## TASK
Using the data below, return every line that holds the word "whose".

## RECORDS
================

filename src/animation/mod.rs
pub mod controls;
pub mod sequence;

// Re-export commonly used types and functions for convenience
pub use controls::{PlaybackMenu, Slider, SliderStep, TimelineControls};
pub use sequence::{animate, group_indices, AnimationSequence, Frame};
//! Automatic camera placement derived from a feature set's extent.

use crate::{
    constants::{AUTO_ZOOM_BASE, AUTO_ZOOM_SPAN_DIVISOR, MIN_AUTO_ZOOM},
    core::geo::{Extent, LatLng},
    spatial::summary::Summary,
};
use serde::{Deserialize, Serialize};

/// Midpoint of the extent on each axis.
pub fn auto_center(extent: &Extent) -> LatLng {
    extent.center()
}

/// `6.5 - ceil(max_span) / 10`, never below [`MIN_AUTO_ZOOM`].
pub fn auto_zoom(extent: &Extent) -> f64 {
    let span = extent.span();
    let max_span = span.lat.max(span.lng);
    let zoom = AUTO_ZOOM_BASE - max_span.ceil() / AUTO_ZOOM_SPAN_DIVISOR;
    zoom.max(MIN_AUTO_ZOOM)
}

/// Camera position shared by a scene (or by every frame of an animation)
#[derive(Debug, Clone, Copy, PartialEq, Serialize, Deserialize)]
pub struct Framing {
    pub center: LatLng,
    pub zoom: f64,
}

impl Framing {
    pub fn auto(extent: &Extent) -> Self {
        Self {
            center: auto_center(extent),
            zoom: auto_zoom(extent),
        }
    }

    /// Uses explicit values where given and the auto-framed ones otherwise
    pub fn resolve(summary: &Summary, center: Option<LatLng>, zoom: Option<f64>) -> Self {
        Self {
            center: center.unwrap_or_else(|| auto_center(&summary.extent)),
            zoom: zoom.unwrap_or_else(|| auto_zoom(&summary.extent)),
        }
    }
}
//! Prelude module for common geoplot types and traits
//!
//! This module re-exports the most commonly used types, traits, and functions
//! for easy importing with `use geoplot::prelude::*;`

pub use crate::core::{
    config::{BaseMapStyle, PlotOptions},
    framing::{auto_center, auto_zoom, Framing},
    geo::{Extent, LatLng},
    plot::{plot, show, Plot},
    scene::{assemble_scene, Scene, SceneOptions},
};

pub use crate::data::{
    feature::{Feature, FeatureSet, GeometryKind, Value},
    geojson::FeatureCollection,
};

pub use crate::layers::{
    marker::{MarkerMode, MarkerStyle, MarkerTrace},
    vector::{build_layers, LayerDescriptor, LayerStyleOverrides},
};

pub use crate::animation::sequence::{animate, AnimationSequence};

pub use crate::io::{
    connection::{IfExists, MemoryConnection, SpatialConnection},
    postgis::{read_postgis, write_postgis, ReadOptions, WriteOptions},
};

pub use crate::rendering::{json::JsonRenderer, SceneRenderer};

pub use crate::spatial::summary::{summarize, Summary};

pub use crate::{Error as GeoPlotError, Result};

pub use geo_types::Geometry;

pub use fxhash::{FxHashMap as HashMap, FxHashSet as HashSet};
use crate::{
    core::geo::{Extent, LatLng},
    data::feature::FeatureSet,
    Error, Result,
};
use geo::{BoundingRect, Centroid};

/// Per-feature centroids plus the overall extent of a feature set.
#[derive(Debug, Clone, PartialEq)]
pub struct Summary {
    /// One representative point per feature, in feature order
    pub centroids: Vec<LatLng>,
    pub extent: Extent,
}

impl Summary {
    pub fn longitudes(&self) -> Vec<f64> {
        self.centroids.iter().map(|c| c.lng).collect()
    }

    pub fn latitudes(&self) -> Vec<f64> {
        self.centroids.iter().map(|c| c.lat).collect()
    }
}

/// Computes centroids and the extent in a single pass.
///
/// Fails with [`Error::EmptyInput`] on an empty set and with
/// [`Error::MissingGeometry`] for a feature whose geometry is null or has no
/// centroid (an empty geometry).
pub fn summarize(set: &FeatureSet) -> Result<Summary> {
    if set.is_empty() {
        return Err(Error::EmptyInput);
    }

    let mut centroids = Vec::with_capacity(set.len());
    let mut extent: Option<Extent> = None;

    for (index, feature) in set.features().iter().enumerate() {
        let geometry = feature
            .geometry
            .as_ref()
            .ok_or(Error::MissingGeometry { index })?;
        let centroid = geometry
            .centroid()
            .ok_or(Error::MissingGeometry { index })?;
        let rect = geometry
            .bounding_rect()
            .ok_or(Error::MissingGeometry { index })?;

        centroids.push(LatLng::from(centroid));
        let feature_extent = Extent::from_rect(rect);
        extent = Some(match extent {
            Some(e) => e.union(&feature_extent),
            None => feature_extent,
        });
    }

    let extent = extent.ok_or(Error::EmptyInput)?;

    #[cfg(feature = "debug")]
    log::debug!(
        "summarized {} features, extent {:?}",
        centroids.len(),
        extent
    );

    Ok(Summary { centroids, extent })
}
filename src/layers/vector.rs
//! Shape overlays: every non-point feature becomes its own layer.

use crate::{
    constants::{
        DEFAULT_LAYER_COLOR, DEFAULT_LAYER_OPACITY, DEFAULT_LAYER_OUTLINE_COLOR, LAYER_SOURCE_TYPE,
    },
    data::{
        feature::FeatureSet,
        geojson::{FeatureCollection, GeoJsonFeature},
    },
};
use serde::{Deserialize, Serialize};

/// How a layer paints its source
#[derive(Debug, Clone, Copy, Default, PartialEq, Eq, Serialize, Deserialize)]
#[serde(rename_all = "lowercase")]
pub enum LayerType {
    #[default]
    Fill,
    Line,
}

#[derive(Debug, Clone, PartialEq, Serialize, Deserialize)]
pub struct FillStyle {
    #[serde(rename = "outlinecolor")]
    pub outline_color: String,
}

/// Style shared by every overlay built in one call
#[derive(Debug, Clone, PartialEq, Serialize, Deserialize)]
pub struct LayerStyle {
    #[serde(rename = "sourcetype")]
    pub source_type: String,
    #[serde(rename = "type")]
    pub layer_type: LayerType,
    pub color: String,
    pub opacity: f64,
    pub fill: FillStyle,
}

impl Default for LayerStyle {
    fn default() -> Self {
        Self {
            source_type: LAYER_SOURCE_TYPE.to_string(),
            layer_type: LayerType::Fill,
            color: DEFAULT_LAYER_COLOR.to_string(),
            opacity: DEFAULT_LAYER_OPACITY,
            fill: FillStyle {
                outline_color: DEFAULT_LAYER_OUTLINE_COLOR.to_string(),
            },
        }
    }
}

/// Optional replacements for the [`LayerStyle`] defaults
#[derive(Debug, Clone, Default, PartialEq)]
pub struct LayerStyleOverrides {
    pub color: Option<String>,
    pub opacity: Option<f64>,
    pub layer_type: Option<LayerType>,
    pub outline_color: Option<String>,
}

impl LayerStyleOverrides {
    pub fn with_color(mut self, color: impl Into<String>) -> Self {
        self.color = Some(color.into());
        self
    }

    pub fn with_opacity(mut self, opacity: f64) -> Self {
        self.opacity = Some(opacity);
        self
    }

    pub fn with_layer_type(mut self, layer_type: LayerType) -> Self {
        self.layer_type = Some(layer_type);
        self
    }

    pub fn with_outline_color(mut self, color: impl Into<String>) -> Self {
        self.outline_color = Some(color.into());
        self
    }

    pub fn apply(&self, mut style: LayerStyle) -> LayerStyle {
        if let Some(color) = &self.color {
            style.color = color.clone();
        }
        if let Some(opacity) = self.opacity {
            style.opacity = opacity;
        }
        if let Some(layer_type) = self.layer_type {
            style.layer_type = layer_type;
        }
        if let Some(outline) = &self.outline_color {
            style.fill.outline_color = outline.clone();
        }
        style
    }
}

/// One overlay: a style plus a collection holding exactly one feature
#[derive(Debug, Clone, PartialEq, Serialize, Deserialize)]
pub struct LayerDescriptor {
    #[serde(flatten)]
    pub style: LayerStyle,
    pub source: FeatureCollection,
}

impl LayerDescriptor {
    pub fn feature(&self) -> Option<&GeoJsonFeature> {
        self.source.features.first()
    }
}

/// Builds one layer per feature whose geometry is not a point.
///
/// Each layer wraps its feature in its own single-element collection so that
/// shapes stay independently styleable. Features without geometry are not
/// shapes and are skipped here; the summarizer is what rejects them.
pub fn build_layers(set: &FeatureSet, overrides: &LayerStyleOverrides) -> Vec<LayerDescriptor> {
    let style = overrides.apply(LayerStyle::default());

    set.features()
        .iter()
        .enumerate()
        .filter(|(_, feature)| matches!(feature.kind(), Some(kind) if !kind.is_point()))
        .map(|(index, feature)| LayerDescriptor {
            style: style.clone(),
            source: FeatureCollection::new(vec![GeoJsonFeature::from_feature(
                set.columns(),
                index,
                feature,
            )]),
        })
        .collect()
}

#[cfg(test)]
mod tests {
    use super::*;
    use crate::data::geojson::GeoJsonGeometry;
    use geo_types::{line_string, point, polygon, MultiPoint};

    fn mixed() -> FeatureSet {
        FeatureSet::new(["name"])
            .with_feature(point!(x: 0.0, y: 0.0), vec!["p".into()])
            .unwrap()
            .with_feature(
                polygon![(x: 0.0, y: 0.0), (x: 1.0, y: 0.0), (x: 1.0, y: 1.0)],
                vec!["poly".into()],
            )
            .unwrap()
            .with_feature(
                line_string![(x: 0.0, y: 0.0), (x: 2.0, y: 2.0)],
                vec!["line".into()],
            )
            .unwrap()
    }

    #[test]
    fn test_points_are_skipped() {
        let layers = build_layers(&mixed(), &LayerStyleOverrides::default());
        assert_eq!(layers.len(), 2);
        for layer in &layers {
            assert_eq!(layer.source.features.len(), 1);
            assert!(!matches!(
                layer.feature().and_then(|f| f.geometry.as_ref()),
                Some(GeoJsonGeometry::Point { .. })
            ));
        }
        assert_eq!(
            layers[1].feature().unwrap().properties.as_ref().unwrap()["name"],
            "line"
        );
    }

    #[test]
    fn test_multipoint_gets_a_layer() {
        let set = FeatureSet::from_geometries([MultiPoint::from(vec![(0.0, 0.0), (1.0, 1.0)])]);
        assert_eq!(build_layers(&set, &LayerStyleOverrides::default()).len(), 1);
    }

    #[test]
    fn test_points_only_yields_nothing() {
        let set = FeatureSet::from_geometries([point!(x: 0.0, y: 0.0)]);
        assert!(build_layers(&set, &LayerStyleOverrides::default()).is_empty());
    }

    #[test]
    fn test_overrides() {
        let overrides = LayerStyleOverrides::default()
            .with_color("darkblue")
            .with_opacity(0.5);
        let layers = build_layers(&mixed(), &overrides);

        assert_eq!(layers[0].style.color, "darkblue");
        assert_eq!(layers[0].style.opacity, 0.5);
        assert_eq!(layers[0].style.fill.outline_color, "red");
        assert_eq!(layers[0].style.layer_type, LayerType::Fill);
    }

    #[test]
    fn test_line_style_overrides() {
        let overrides = LayerStyleOverrides::default()
            .with_layer_type(LayerType::Line)
            .with_outline_color("black");
        let layers = build_layers(&mixed(), &overrides);

        assert!(layers
            .iter()
            .all(|layer| layer.style.layer_type == LayerType::Line));
        let json = serde_json::to_value(&layers[0]).unwrap();
        assert_eq!(json["type"], "line");
        assert_eq!(json["fill"]["outlinecolor"], "black");
        assert_eq!(json["color"], "red");
    }

    #[test]
    fn test_descriptor_json_shape() {
        let layers = build_layers(&mixed(), &LayerStyleOverrides::default());
        let json = serde_json::to_value(&layers[0]).unwrap();

        assert_eq!(json["sourcetype"], "geojson");
        assert_eq!(json["type"], "fill");
        assert_eq!(json["color"], "red");
        assert_eq!(json["opacity"], 0.3);
        assert_eq!(json["fill"]["outlinecolor"], "red");
        assert_eq!(json["source"]["type"], "FeatureCollection");
        assert_eq!(json["source"]["features"].as_array().unwrap().len(), 1);
        assert_eq!(json["source"]["features"][0]["id"], "1");
    }
}
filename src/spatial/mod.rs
pub mod summary;

pub use summary::{summarize, Summary};
pub mod marker;
pub mod vector;

pub use marker::{MarkerMode, MarkerStyle, MarkerTrace};
pub use vector::{build_layers, LayerDescriptor, LayerStyle, LayerStyleOverrides, LayerType};
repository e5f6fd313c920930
//! Well-known binary geometry codec, including the PostGIS extended form
//! (EWKB) that embeds a spatial reference identifier.
//!
//! Decoding accepts either byte order, ISO and EWKB dimension markers, and
//! drops Z and M ordinates. Encoding always produces little-endian 2D EWKB.

use crate::{constants::UNKNOWN_SRID, Error, Result};
use geo_types::Geometry;
use geozero::{
    error::{GeozeroError, Result as GeozeroResult},
    wkb::{Ewkb, Wkb},
    CoordDimensions, GeomProcessor, GeozeroGeometry, ToGeo, ToWkb,
};

const EWKB_SRID_FLAG: u32 = 0x2000_0000;
const EWKB_FLAGS: u32 = 0xE000_0000;

/// Deepest collection nesting accepted on decode
pub const MAX_NESTING_DEPTH: usize = 64;

/// A decoded geometry and the SRID it carried (0 when none)
#[derive(Debug, Clone, PartialEq)]
pub struct DecodedGeometry {
    pub geometry: Geometry<f64>,
    pub srid: i32,
}

fn codec_error(err: GeozeroError) -> Error {
    Error::Encoding(format!("invalid WKB: {}", err))
}

/// Top-level header fields needed to pick a reader
struct Header {
    iso: bool,
    srid: i32,
}

fn read_u32(bytes: &[u8], offset: usize, little_endian: bool) -> Result<u32> {
    let raw: [u8; 4] = bytes
        .get(offset..offset + 4)
        .and_then(|b| b.try_into().ok())
        .ok_or_else(|| Error::Encoding("unexpected end of WKB data".into()))?;
    Ok(if little_endian {
        u32::from_le_bytes(raw)
    } else {
        u32::from_be_bytes(raw)
    })
}

fn read_header(bytes: &[u8]) -> Result<Header> {
    let little_endian = match bytes.first() {
        Some(0) => false,
        Some(1) => true,
        Some(other) => {
            return Err(Error::Encoding(format!("invalid byte order marker {}", other)))
        }
        None => return Err(Error::Encoding("empty WKB data".into())),
    };
    let type_id = read_u32(bytes, 1, little_endian)?;
    let srid = if type_id & EWKB_SRID_FLAG != 0 {
        read_u32(bytes, 5, little_endian)? as i32
    } else {
        UNKNOWN_SRID
    };
    Ok(Header {
        iso: type_id & !EWKB_FLAGS >= 1000,
        srid,
    })
}

/// Dry run over the input that rejects element counts the data cannot hold
/// and collections nested deeper than [`MAX_NESTING_DEPTH`], before anything
/// is allocated for them.
struct Validator {
    len: usize,
    depth: usize,
}

impl Validator {
    fn check_size(&self, size: usize) -> GeozeroResult<()> {
        if size > self.len {
            return Err(GeozeroError::Geometry(format!(
                "element count {} exceeds remaining WKB data",
                size
            )));
        }
        Ok(())
    }
}

impl GeomProcessor for Validator {
    fn linestring_begin(&mut self, _tagged: bool, size: usize, _idx: usize) -> GeozeroResult<()> {
        self.check_size(size)
    }

    fn polygon_begin(&mut self, _tagged: bool, size: usize, _idx: usize) -> GeozeroResult<()> {
        self.check_size(size)
    }

    fn multipoint_begin(&mut self, size: usize, _idx: usize) -> GeozeroResult<()> {
        self.check_size(size)
    }

    fn multilinestring_begin(&mut self, size: usize, _idx: usize) -> GeozeroResult<()> {
        self.check_size(size)
    }

    fn multipolygon_begin(&mut self, size: usize, _idx: usize) -> GeozeroResult<()> {
        self.check_size(size)
    }

    fn geometrycollection_begin(&mut self, size: usize, _idx: usize) -> GeozeroResult<()> {
        self.check_size(size)?;
        self.depth += 1;
        if self.depth > MAX_NESTING_DEPTH {
            return Err(GeozeroError::Geometry(format!(
                "geometry collections nested deeper than {}",
                MAX_NESTING_DEPTH
            )));
        }
        Ok(())
    }

    fn geometrycollection_end(&mut self, _idx: usize) -> GeozeroResult<()> {
        self.depth = self.depth.saturating_sub(1);
        Ok(())
    }
}

fn decode_with<G: GeozeroGeometry>(reader: G, len: usize) -> Result<Geometry<f64>> {
    reader
        .process_geom(&mut Validator { len, depth: 0 })
        .map_err(codec_error)?;
    reader.to_geo().map_err(codec_error)
}

/// Decodes raw (E)WKB bytes
pub fn decode(bytes: &[u8]) -> Result<DecodedGeometry> {
    let header = read_header(bytes)?;
    let geometry = if header.iso {
        decode_with(Wkb(bytes), bytes.len())?
    } else {
        decode_with(Ewkb(bytes), bytes.len())?
    };
    Ok(DecodedGeometry {
        geometry,
        srid: header.srid,
    })
}

/// Decodes hex-encoded (E)WKB, as PostGIS returns it
pub fn decode_hex(text: impl AsRef<[u8]>) -> Result<DecodedGeometry> {
    let text = std::str::from_utf8(text.as_ref())
        .map_err(|e| Error::Encoding(format!("invalid hex WKB: {}", e)))?;
    let bytes = hex::decode(text.trim())
        .map_err(|e| Error::Encoding(format!("invalid hex WKB: {}", e)))?;
    decode(&bytes)
}

/// Encodes little-endian EWKB; an SRID of 0 produces plain WKB
pub fn encode(geometry: &Geometry<f64>, srid: i32) -> Result<Vec<u8>> {
    let srid = (srid != UNKNOWN_SRID).then_some(srid);
    geometry
        .to_ewkb(CoordDimensions::xy(), srid)
        .map_err(codec_error)
}

/// Upper-case hex EWKB, the textual form PostGIS hands back
pub fn encode_hex(geometry: &Geometry<f64>, srid: i32) -> Result<String> {
    Ok(hex::encode_upper(encode(geometry, srid)?))
}
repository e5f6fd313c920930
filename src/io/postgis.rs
//! Reading feature sets from, and writing them to, PostGIS-style tables.

use crate::{
    constants::{DEFAULT_DB_GEOMETRY_COLUMN, UNKNOWN_SRID},
    data::feature::{Feature, FeatureSet, GeometryKind, Value},
    io::{
        connection::{ColumnSpec, IfExists, SpatialConnection},
        ewkt::to_ewkt,
        wkb::{self, DecodedGeometry},
    },
    Error, Result,
};
use std::fmt;

/// PostGIS column geometry type
#[derive(Debug, Clone, Copy, PartialEq, Eq, Hash)]
pub enum PostGisType {
    Point,
    LineString,
    Polygon,
    MultiPoint,
    MultiLineString,
    MultiPolygon,
    GeometryCollection,
    /// Any geometry; used when kinds are mixed
    Geometry,
}

impl PostGisType {
    pub fn as_str(&self) -> &'static str {
        match self {
            PostGisType::Point => "POINT",
            PostGisType::LineString => "LINESTRING",
            PostGisType::Polygon => "POLYGON",
            PostGisType::MultiPoint => "MULTIPOINT",
            PostGisType::MultiLineString => "MULTILINESTRING",
            PostGisType::MultiPolygon => "MULTIPOLYGON",
            PostGisType::GeometryCollection => "GEOMETRYCOLLECTION",
            PostGisType::Geometry => "GEOMETRY",
        }
    }

    /// The exact type when every feature has the same kind, `GEOMETRY` otherwise.
    ///
    /// Missing geometries count as a different kind, and an empty set is `GEOMETRY`.
    pub fn for_kinds(kinds: impl IntoIterator<Item = Option<GeometryKind>>) -> Self {
        let mut kinds = kinds.into_iter();
        let first = match kinds.next() {
            Some(Some(kind)) => kind,
            _ => return PostGisType::Geometry,
        };
        if kinds.all(|kind| kind == Some(first)) {
            PostGisType::from(first)
        } else {
            PostGisType::Geometry
        }
    }

    pub fn for_set(set: &FeatureSet) -> Self {
        Self::for_kinds(set.kinds())
    }
}

impl From<GeometryKind> for PostGisType {
    fn from(kind: GeometryKind) -> Self {
        match kind {
            GeometryKind::Point => PostGisType::Point,
            GeometryKind::LineString => PostGisType::LineString,
            GeometryKind::Polygon => PostGisType::Polygon,
            GeometryKind::MultiPoint => PostGisType::MultiPoint,
            GeometryKind::MultiLineString => PostGisType::MultiLineString,
            GeometryKind::MultiPolygon => PostGisType::MultiPolygon,
            GeometryKind::GeometryCollection => PostGisType::GeometryCollection,
        }
    }
}

impl fmt::Display for PostGisType {
    fn fmt(&self, f: &mut fmt::Formatter<'_>) -> fmt::Result {
        f.write_str(self.as_str())
    }
}

/// How geometry cells are encoded in query results
#[derive(Debug, Clone, Copy, Default, PartialEq, Eq)]
pub enum GeometryEncoding {
    /// Hex text, the PostGIS default
    #[default]
    Hex,
    /// Raw bytes, as SQLite-based stores return them
    Binary,
}

#[derive(Debug, Clone, PartialEq)]
pub struct ReadOptions {
    pub geometry_column: String,
    /// SRID for the result; taken from the first geometry when `None`
    pub srid: Option<i32>,
    pub encoding: GeometryEncoding,
}

impl Default for ReadOptions {
    fn default() -> Self {
        Self {
            geometry_column: DEFAULT_DB_GEOMETRY_COLUMN.to_string(),
            srid: None,
            encoding: GeometryEncoding::Hex,
        }
    }
}

impl ReadOptions {
    pub fn with_geometry_column(mut self, name: impl Into<String>) -> Self {
        self.geometry_column = name.into();
        self
    }

    pub fn with_srid(mut self, srid: i32) -> Self {
        self.srid = Some(srid);
        self
    }

    pub fn with_encoding(mut self, encoding: GeometryEncoding) -> Self {
        self.encoding = encoding;
        self
    }
}

#[derive(Debug, Clone, Default, PartialEq)]
pub struct WriteOptions {
    pub if_exists: IfExists,
    /// Column type to use instead of the one inferred from the features
    pub geometry_type: Option<PostGisType>,
    /// SRID to use instead of the feature set's
    pub srid: Option<i32>,
}

impl WriteOptions {
    pub fn with_if_exists(mut self, if_exists: IfExists) -> Self {
        self.if_exists = if_exists;
        self
    }

    pub fn with_geometry_type(mut self, geometry_type: PostGisType) -> Self {
        self.geometry_type = Some(geometry_type);
        self
    }

    pub fn with_srid(mut self, srid: i32) -> Self {
        self.srid = Some(srid);
        self
    }
}

fn decode_cell(value: &Value, encoding: GeometryEncoding) -> Result<Option<DecodedGeometry>> {
    let decoded = match (value, encoding) {
        (Value::Null, _) => return Ok(None),
        (Value::Bytes(bytes), GeometryEncoding::Hex) => wkb::decode_hex(bytes)?,
        (Value::Bytes(bytes), GeometryEncoding::Binary) => wkb::decode(bytes)?,
        (Value::Text(text), GeometryEncoding::Hex) => wkb::decode_hex(text)?,
        (Value::Text(text), GeometryEncoding::Binary) => wkb::decode(text.as_bytes())?,
        (other, _) => {
            return Err(Error::Encoding(format!(
                "geometry cell holds a non-geometry value: {}",
                other
            )))
        }
    };
    Ok(Some(decoded))
}

/// Runs `sql` (or reads the table it names) and decodes the geometry column.
///
/// Every row is assumed to share one reference system: without an explicit
/// SRID the first decoded geometry's is applied to the whole result, and 0
/// leaves it unset.
pub fn read_postgis<C: SpatialConnection + ?Sized>(
    sql: &str,
    conn: &mut C,
    options: &ReadOptions,
) -> Result<FeatureSet> {
    let table = conn.query(sql)?;
    let geometry_index = table
        .column_index(&options.geometry_column)
        .ok_or_else(|| Error::MissingColumn(options.geometry_column.clone()))?;

    let columns: Vec<String> = table
        .columns
        .iter()
        .enumerate()
        .filter(|(i, _)| *i != geometry_index)
        .map(|(_, name)| name.clone())
        .collect();

    let mut first_srid = None;
    let mut set = FeatureSet::new(columns).with_geometry_column(options.geometry_column.clone());

    for row in table.rows {
        let mut geometry = None;
        let mut attributes = Vec::with_capacity(row.len().saturating_sub(1));
        for (i, value) in row.into_iter().enumerate() {
            if i == geometry_index {
                geometry = decode_cell(&value, options.encoding)?;
            } else {
                attributes.push(value);
            }
        }
        if let (None, Some(decoded)) = (first_srid, &geometry) {
            first_srid = Some(decoded.srid);
        }
        set.push(Feature {
            geometry: geometry.map(|d| d.geometry),
            attributes,
        })?;
    }

    let srid = options
        .srid
        .or(first_srid)
        .filter(|&srid| srid != UNKNOWN_SRID);

    #[cfg(feature = "debug")]
    log::debug!("read {} features, srid {:?}", set.len(), srid);

    Ok(set.with_srid(srid))
}

/// Writes `set` into table `name`.
///
/// The geometry column type is inferred from the features unless overridden,
/// and every geometry is sent as EWKT tagged with the resolved SRID. Conflict
/// handling is left to the connection.
pub fn write_postgis<C: SpatialConnection + ?Sized>(
    set: &FeatureSet,
    name: &str,
    conn: &mut C,
    options: &WriteOptions,
) -> Result<()> {
    let geometry_type = options
        .geometry_type
        .unwrap_or_else(|| PostGisType::for_set(set));
    let srid = options.srid.or(set.srid()).unwrap_or(UNKNOWN_SRID);

    let mut columns: Vec<ColumnSpec> = set
        .columns()
        .iter()
        .map(|c| ColumnSpec::attribute(c.clone()))
        .collect();
    columns.push(ColumnSpec::geometry(
        set.geometry_column(),
        geometry_type,
        srid,
    ));

    let rows = set
        .features()
        .iter()
        .map(|feature| {
            let mut row = feature.attributes.clone();
            row.push(match &feature.geometry {
                Some(geometry) => Value::Text(to_ewkt(geometry, srid)),
                None => Value::Null,
            });
            row
        })
        .collect();

    #[cfg(feature = "debug")]
    log::debug!(
        "writing {} features to '{}' as {}({})",
        set.len(),
        name,
        geometry_type,
        srid
    );

    conn.write_table(name, &columns, rows, options.if_exists)
}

================

## WRITTEN SOLUTION
/// [`Error::MissingGeometry`] for a feature whose geometry is null or has no
/// Builds one layer per feature whose geometry is not a point.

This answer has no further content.